Without key domestic economic drivers to shelter Canada from a continued weak global economy, GDP growth will slip to 1.7% in 2013, says CIBC.
“Having earlier tapped fiscal stimulus and a housing boom to shelter the economy from sluggishness abroad, the country’s ability to set its own course is now much more limited,” says Avery Shenfeld, chief economist at CIBC.
He adds, “Escaping economic mediocrity will depend on the kindness of strangers, with exports and related capital spending critical to Canada’s fate in 2013-14.”
Shenfeld has cut his global outlook for 2013 by two-tenths to 3% for the following reasons: “It’s too early to get the full benefits of policy stimulus in Asia; Europe is too stubborn to soften its fiscal drag enough and amplify ECB bond purchases; and Washington is too wedded to getting going on fiscal tightening stateside, if not the full fiscal cliff.”
While Chinese GDP could show improvement towards an 8% as early as Q4 of 2012, he says, it’s still not likely to have much of an impact on other economies.
This is because Chinese imports are currently showing no growth at all on a year-over-year basis. Shenfeld expects there to be a delay before crude oil and other resources rebound in price.
“The absence of a helping hand from abroad will leave Canada exposed,” he says. “Blaming temporary disruptions in energy production in Q3 for recent disappointments misses the point; GDP excluding resource extraction has also been decelerating, and the loss of home building momentum will offset greater oil output.”
“Our downgraded 1.7% growth forecast for 2013 will trail the U.S. pace and is three ticks slower than our last projection,” he adds, “Household debt burdens are keeping consumption bounded by the moderate growth pace for real incomes.”
“Governments also face leaner-than-expected coffers due to downward revisions to nominal GDP expectations, and will be introducing further spending restraints or tax hikes for fiscal 2013.”

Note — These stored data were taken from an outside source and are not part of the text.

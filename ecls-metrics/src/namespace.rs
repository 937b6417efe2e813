use std::fmt;

use ecls_event::EventRecord;
use serde::{Deserialize, Serialize};

use crate::sanitize_segment;

/// The default substitution for empty key fields.
pub const DEFAULT_PLACEHOLDER: &str = "-";

/// A naming taxonomy under which metrics are emitted.
///
/// Every namespace has its own aggregation sink, prefix and key template.
#[derive(Clone, Copy, Debug, PartialEq, Eq, PartialOrd, Ord, Hash, Deserialize, Serialize)]
#[serde(rename_all = "lowercase")]
pub enum Namespace {
    /// Metrics per service, package, plan, endpoint and method.
    Service,
    /// Metrics per developer API key.
    Developer,
    /// Metrics per request path.
    Endpoint,
}

impl Namespace {
    /// All namespaces in emission order.
    pub const ALL: [Namespace; 3] = [Self::Service, Self::Developer, Self::Endpoint];

    /// Returns the lowercase name of this namespace.
    pub fn as_str(&self) -> &'static str {
        match self {
            Self::Service => "service",
            Self::Developer => "developer",
            Self::Endpoint => "endpoint",
        }
    }

    /// Returns the metric prefix used when none is configured.
    pub fn default_prefix(&self) -> &'static str {
        match self {
            Self::Service => "mashery.service",
            Self::Developer => "mashery.developer",
            Self::Endpoint => "mashery.endpoint",
        }
    }

    /// Returns the key template used when none is configured.
    pub fn default_template(&self) -> KeyTemplate {
        use EventField::*;

        let fields: &[EventField] = match self {
            Self::Service => &[
                ServiceName,
                PackageName,
                PlanName,
                EndpointName,
                ApiMethodName,
            ],
            Self::Developer => &[ApiKey],
            Self::Endpoint => &[HttpMethod, RequestPath],
        };

        KeyTemplate(fields.iter().copied().map(KeySegment::Field).collect())
    }
}

impl fmt::Display for Namespace {
    fn fmt(&self, f: &mut fmt::Formatter<'_>) -> fmt::Result {
        f.write_str(self.as_str())
    }
}

/// Controls how events with missing package or plan information are treated.
#[derive(Clone, Copy, Debug, Default, PartialEq, Eq, Hash, Deserialize, Serialize)]
#[serde(rename_all = "lowercase")]
pub enum InclusionPolicy {
    /// Substitutes the placeholder for every empty key field.
    #[default]
    Lenient,
    /// Skips the namespace for events without package or plan name.
    ///
    /// Other empty key fields are still substituted with the placeholder.
    Strict,
}

impl std::str::FromStr for InclusionPolicy {
    type Err = ParseInclusionError;

    fn from_str(s: &str) -> Result<Self, Self::Err> {
        match s {
            "lenient" => Ok(Self::Lenient),
            "strict" => Ok(Self::Strict),
            _ => Err(ParseInclusionError),
        }
    }
}

/// Error returned when parsing an unknown [`InclusionPolicy`].
#[derive(Clone, Copy, Debug, PartialEq, Eq)]
pub struct ParseInclusionError;

impl fmt::Display for ParseInclusionError {
    fn fmt(&self, f: &mut fmt::Formatter<'_>) -> fmt::Result {
        write!(f, "invalid inclusion policy, expected `lenient` or `strict`")
    }
}

impl std::error::Error for ParseInclusionError {}

/// An event field usable as a key segment.
#[derive(Clone, Copy, Debug, PartialEq, Eq, Hash, Deserialize, Serialize)]
#[serde(rename_all = "snake_case")]
pub enum EventField {
    /// [`EventRecord::service_name`].
    ServiceName,
    /// [`EventRecord::package_name`].
    PackageName,
    /// [`EventRecord::plan_name`].
    PlanName,
    /// [`EventRecord::endpoint_name`].
    EndpointName,
    /// [`EventRecord::api_method_name`].
    ApiMethodName,
    /// [`EventRecord::http_method`].
    HttpMethod,
    /// [`EventRecord::api_key`].
    ApiKey,
    /// The request URI without query string, see [`EventRecord::request_path`].
    RequestPath,
    /// [`EventRecord::http_status_code`].
    HttpStatusCode,
    /// [`EventRecord::src_ip`].
    SrcIp,
}

impl EventField {
    /// Returns the raw value of this field in the given record.
    pub fn value<'a>(&self, record: &'a EventRecord) -> &'a str {
        match self {
            Self::ServiceName => &record.service_name,
            Self::PackageName => &record.package_name,
            Self::PlanName => &record.plan_name,
            Self::EndpointName => &record.endpoint_name,
            Self::ApiMethodName => &record.api_method_name,
            Self::HttpMethod => &record.http_method,
            Self::ApiKey => &record.api_key,
            Self::RequestPath => record.request_path(),
            Self::HttpStatusCode => &record.http_status_code,
            Self::SrcIp => &record.src_ip,
        }
    }
}

/// One dot-separated segment of a metric key.
///
/// In configuration files, fields are written by name and literals as a single-entry map:
///
/// ```yaml
/// key: [{ literal: api_key }, api_key]
/// ```
#[derive(Clone, Debug, PartialEq, Eq, Hash, Deserialize, Serialize)]
#[serde(untagged)]
pub enum KeySegment {
    /// The value of an event field.
    Field(EventField),
    /// Fixed text.
    Literal {
        /// The text of the segment.
        literal: String,
    },
}

impl KeySegment {
    /// Creates a literal segment.
    pub fn literal(text: impl Into<String>) -> Self {
        Self::Literal {
            literal: text.into(),
        }
    }
}

/// The rule for building a metric key from an event.
///
/// A key consists of every segment prefixed with a dot, for instance `.svc.pkgA.planX`. Empty
/// field values are replaced by the placeholder and all values are sanitized for the line
/// protocol.
#[derive(Clone, Debug, PartialEq, Eq, Hash, Deserialize, Serialize)]
#[serde(transparent)]
pub struct KeyTemplate(pub Vec<KeySegment>);

impl KeyTemplate {
    /// Returns `true` if the template has no segments.
    pub fn is_empty(&self) -> bool {
        self.0.is_empty()
    }

    /// Returns the segments of this template.
    pub fn segments(&self) -> &[KeySegment] {
        &self.0
    }

    /// Builds the key for the given record.
    pub fn render(&self, record: &EventRecord, placeholder: &str) -> String {
        let mut key = String::new();

        for segment in &self.0 {
            let value = match segment {
                KeySegment::Field(field) => field.value(record),
                KeySegment::Literal { literal } => literal.as_str(),
            };

            key.push('.');
            key.push_str(&sanitize_segment(or_placeholder(value, placeholder)));
        }

        key
    }
}

pub(crate) fn or_placeholder<'a>(value: &'a str, placeholder: &'a str) -> &'a str {
    if value.is_empty() { placeholder } else { value }
}

/// Configuration of a single namespace.
#[derive(Clone, Debug, PartialEq, Deserialize, Serialize)]
#[serde(default)]
pub struct NamespaceConfig {
    /// Emits metrics for this namespace. Defaults to `true`.
    pub enabled: bool,
    /// The metric prefix. Defaults to [`Namespace::default_prefix`].
    #[serde(skip_serializing_if = "Option::is_none")]
    pub prefix: Option<String>,
    /// The treatment of events without package or plan name.
    pub inclusion: InclusionPolicy,
    /// The key template. Defaults to [`Namespace::default_template`].
    #[serde(skip_serializing_if = "Option::is_none")]
    pub key: Option<KeyTemplate>,
}

impl Default for NamespaceConfig {
    fn default() -> Self {
        Self {
            enabled: true,
            prefix: None,
            inclusion: InclusionPolicy::default(),
            key: None,
        }
    }
}

/// Configuration of metric derivation for all namespaces.
#[derive(Clone, Debug, PartialEq, Deserialize, Serialize)]
#[serde(default)]
pub struct MetricsConfig {
    /// Substitution for empty key fields. Defaults to `-`.
    pub placeholder: String,
    /// Per-service metrics.
    pub service: NamespaceConfig,
    /// Per-developer metrics.
    pub developer: NamespaceConfig,
    /// Per-endpoint metrics.
    pub endpoint: NamespaceConfig,
}

impl MetricsConfig {
    /// Returns the configuration of the given namespace.
    pub fn namespace(&self, namespace: Namespace) -> &NamespaceConfig {
        match namespace {
            Namespace::Service => &self.service,
            Namespace::Developer => &self.developer,
            Namespace::Endpoint => &self.endpoint,
        }
    }

    /// Returns a mutable reference to the configuration of the given namespace.
    pub fn namespace_mut(&mut self, namespace: Namespace) -> &mut NamespaceConfig {
        match namespace {
            Namespace::Service => &mut self.service,
            Namespace::Developer => &mut self.developer,
            Namespace::Endpoint => &mut self.endpoint,
        }
    }

    /// Returns the effective metric prefix of the given namespace.
    pub fn prefix(&self, namespace: Namespace) -> &str {
        self.namespace(namespace)
            .prefix
            .as_deref()
            .unwrap_or_else(|| namespace.default_prefix())
    }

    /// Returns the effective key template of the given namespace.
    pub fn template(&self, namespace: Namespace) -> KeyTemplate {
        self.namespace(namespace)
            .key
            .clone()
            .unwrap_or_else(|| namespace.default_template())
    }

    /// Returns an iterator over all enabled namespaces.
    pub fn enabled(&self) -> impl Iterator<Item = Namespace> + '_ {
        Namespace::ALL
            .into_iter()
            .filter(|ns| self.namespace(*ns).enabled)
    }
}

impl Default for MetricsConfig {
    fn default() -> Self {
        Self {
            placeholder: DEFAULT_PLACEHOLDER.to_owned(),
            service: NamespaceConfig::default(),
            developer: NamespaceConfig::default(),
            endpoint: NamespaceConfig::default(),
        }
    }
}
use std::fmt;
use std::ops::Deref;

use serde::de::{self, Deserializer, Visitor};
use serde::{Deserialize, Serialize};

/// A string field decoded from any primitive JSON value.
///
/// The stream sends all fields as strings, but some producers emit numbers or booleans for
/// numeric fields. These are converted into their textual form. `null` decodes into an empty
/// string. Objects and arrays are rejected.
#[derive(Clone, Debug, Default, PartialEq, Eq, PartialOrd, Ord, Hash, Serialize)]
#[serde(transparent)]
pub struct LenientString(pub String);

impl LenientString {
    /// Returns the string value.
    pub fn as_str(&self) -> &str {
        &self.0
    }

    /// Returns `true` if the field was absent, `null` or an empty string.
    pub fn is_empty(&self) -> bool {
        self.0.is_empty()
    }

    /// Unwraps the inner raw string.
    pub fn into_inner(self) -> String {
        self.0
    }
}

impl AsRef<str> for LenientString {
    fn as_ref(&self) -> &str {
        &self.0
    }
}

impl Deref for LenientString {
    type Target = str;

    fn deref(&self) -> &Self::Target {
        &self.0
    }
}

impl From<String> for LenientString {
    fn from(value: String) -> Self {
        LenientString(value)
    }
}

impl From<&str> for LenientString {
    fn from(value: &str) -> Self {
        LenientString(value.to_owned())
    }
}

impl fmt::Display for LenientString {
    fn fmt(&self, f: &mut fmt::Formatter<'_>) -> fmt::Result {
        f.write_str(&self.0)
    }
}

struct LenientStringVisitor;

impl Visitor<'_> for LenientStringVisitor {
    type Value = LenientString;

    fn expecting(&self, formatter: &mut fmt::Formatter) -> fmt::Result {
        formatter.write_str("a primitive value")
    }

    fn visit_str<E: de::Error>(self, v: &str) -> Result<Self::Value, E> {
        Ok(LenientString(v.to_owned()))
    }

    fn visit_string<E: de::Error>(self, v: String) -> Result<Self::Value, E> {
        Ok(LenientString(v))
    }

    fn visit_bool<E: de::Error>(self, v: bool) -> Result<Self::Value, E> {
        Ok(LenientString(v.to_string()))
    }

    fn visit_i64<E: de::Error>(self, v: i64) -> Result<Self::Value, E> {
        Ok(LenientString(v.to_string()))
    }

    fn visit_u64<E: de::Error>(self, v: u64) -> Result<Self::Value, E> {
        Ok(LenientString(v.to_string()))
    }

    fn visit_f64<E: de::Error>(self, v: f64) -> Result<Self::Value, E> {
        Ok(LenientString(v.to_string()))
    }

    fn visit_unit<E: de::Error>(self) -> Result<Self::Value, E> {
        Ok(LenientString::default())
    }

    fn visit_none<E: de::Error>(self) -> Result<Self::Value, E> {
        Ok(LenientString::default())
    }
}

impl<'de> Deserialize<'de> for LenientString {
    fn deserialize<D>(deserializer: D) -> Result<Self, D::Error>
    where
        D: Deserializer<'de>,
    {
        deserializer.deserialize_any(LenientStringVisitor)
    }
}

/// One record of the event stream, describing a single completed API call.
///
/// All fields are optional text. A field missing from the payload is an empty string. Fields not
/// listed here are ignored.
#[derive(Clone, Debug, Default, PartialEq, Deserialize, Serialize)]
#[serde(default)]
pub struct EventRecord {
    /// The API key of the calling developer.
    pub api_key: LenientString,
    /// Name of the API method, as configured on the endpoint.
    pub api_method_name: LenientString,
    /// Response size in bytes.
    pub bytes: LenientString,
    /// `1` if the response was served from cache.
    pub cache_hit: LenientString,
    /// Seconds spent transferring the response to the client.
    pub client_transfer_time: LenientString,
    /// Seconds spent connecting to the backend.
    pub connect_time: LenientString,
    /// Name of the endpoint.
    pub endpoint_name: LenientString,
    /// HTTP method of the request.
    pub http_method: LenientString,
    /// HTTP status code of the response.
    pub http_status_code: LenientString,
    /// HTTP protocol version.
    pub http_version: LenientString,
    /// OAuth access token, if one was used.
    pub oauth_access_token: LenientString,
    /// Name of the package the plan belongs to.
    pub package_name: LenientString,
    /// UUID of the package.
    pub package_uuid: LenientString,
    /// Name of the plan the key is subscribed to.
    pub plan_name: LenientString,
    /// UUID of the plan.
    pub plan_uuid: LenientString,
    /// Seconds before the transfer started.
    pub pre_transfer_time: LenientString,
    /// Remaining QPS throttle value.
    pub qps_throttle_value: LenientString,
    /// Remaining quota value.
    pub quota_value: LenientString,
    /// The `Referer` header of the request.
    pub referrer: LenientString,
    /// Seconds spent on the backend.
    pub remote_total_time: LenientString,
    /// Host name of the request.
    pub request_host_name: LenientString,
    /// Request identifier.
    pub request_id: LenientString,
    /// Timestamp of the request.
    pub request_time: LenientString,
    /// Request UUID.
    pub request_uuid: LenientString,
    /// Short response classification, such as `2xx` or an error tag.
    pub response_string: LenientString,
    /// UUID of the endpoint definition.
    pub service_definition_endpoint_uuid: LenientString,
    /// Identifier of the service.
    pub service_id: LenientString,
    /// Name of the service.
    pub service_name: LenientString,
    /// Client IP address.
    pub src_ip: LenientString,
    /// `true` if the request used TLS.
    pub ssl_enabled: LenientString,
    /// Total execution time of the request in fractional seconds.
    pub total_request_exec_time: LenientString,
    /// Name of the traffic manager node.
    pub traffic_manager: LenientString,
    /// Error code assigned by the traffic manager.
    pub traffic_manager_error_code: LenientString,
    /// Request URI including the query string.
    pub uri: LenientString,
    /// The `User-Agent` header of the request.
    pub user_agent: LenientString,
}

impl EventRecord {
    /// Returns the request URI without its query string.
    ///
    /// Everything from the first `?` onwards is removed.
    pub fn request_path(&self) -> &str {
        match self.uri.split_once('?') {
            Some((path, _)) => path,
            None => self.uri.as_str(),
        }
    }
}

#[cfg(test)]
mod tests {
    use similar_asserts::assert_eq;

    use super::*;

    #[test]
    fn test_lenient_primitives() {
        let record: EventRecord = serde_json::from_str(
            r#"{
                "bytes": 512,
                "total_request_exec_time": 0.05,
                "http_status_code": "200",
                "ssl_enabled": true,
                "cache_hit": null,
                "quota_value": -3
            }"#,
        )
        .unwrap();

        assert_eq!(record.bytes.as_str(), "512");
        assert_eq!(record.total_request_exec_time.as_str(), "0.05");
        assert_eq!(record.http_status_code.as_str(), "200");
        assert_eq!(record.ssl_enabled.as_str(), "true");
        assert_eq!(record.cache_hit.as_str(), "");
        assert_eq!(record.quota_value.as_str(), "-3");
    }

    #[test]
    fn test_missing_and_unknown_fields() {
        let record: EventRecord =
            serde_json::from_str(r#"{"service_name":"svc","something_new":"x"}"#).unwrap();

        assert_eq!(record.service_name.as_str(), "svc");
        assert!(record.package_name.is_empty());
        assert!(record.uri.is_empty());
    }

    #[test]
    fn test_nested_value_rejected() {
        let result = serde_json::from_str::<EventRecord>(r#"{"bytes":{"value":1}}"#);
        assert!(result.is_err());
    }

    #[test]
    fn test_request_path() {
        let mut record = EventRecord {
            uri: "/v1/widgets?foo=bar".into(),
            ..Default::default()
        };
        assert_eq!(record.request_path(), "/v1/widgets");

        record.uri = "/v1/widgets?a=1?b=2".into();
        assert_eq!(record.request_path(), "/v1/widgets");

        record.uri = "/v1/widgets".into();
        assert_eq!(record.request_path(), "/v1/widgets");

        record.uri = LenientString::default();
        assert_eq!(record.request_path(), "");
    }
}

In the near term, the bank says this environment will see investors maintain a risk-adverse attitude and see further downward adjustments to corporate earnings expectations.
Assets tied to global growth could be flat or see some first half slippage. This will also exert near-term downward pressure on the Canadian dollar.
Equities with less cyclical earnings profiles and well-backed dividends, as well as investment grade corporate bonds, will remain in favour for the next couple of quarters.
Optimism for 2014
Shenfeld says weak economic growth will not last forever.
“With its household sector healing, the U.S. should be positioned to lead the way towards a better year come 2014 if, as we expect, new fiscal tightening measures do not hit as deeply that year,” he says.
He also warns not to “underestimate the importance of the upswing underway in housing. As it gathers steam, it will drive related consumer spending and renovation, in addition to actual home-building jobs.”
He also expects China will be feeling the full benefit of its own policy easing and the improvement in U.S.-bound exports by 2014.
Even Europe, if it finally recognizes the need for both a softer hand in fiscal tightening and a more aggressive central bank, might at least register positive growth at that point.
“These developments will propel exports and resource sector capital spending in Canada, finally delivering the 2.5% quarterly growth rates the Bank of Canada has been expecting, or hoping for, in the past two years,” says Shenfeld.
“The brighter news on that front, coupled with conservative starting valuations for equities, leaves room for a “risk on” rally in the coming summer and autumn.”
By mid-2013, he expects people to shift portfolios into cyclical equities and industrial commodities to take advantage of a likely turn in sentiment.
He also says interest rates will hold steady in Canada through 2013, but that Governor Mark Carney’s successor will nudge rates up 50-75 basis points in 2014.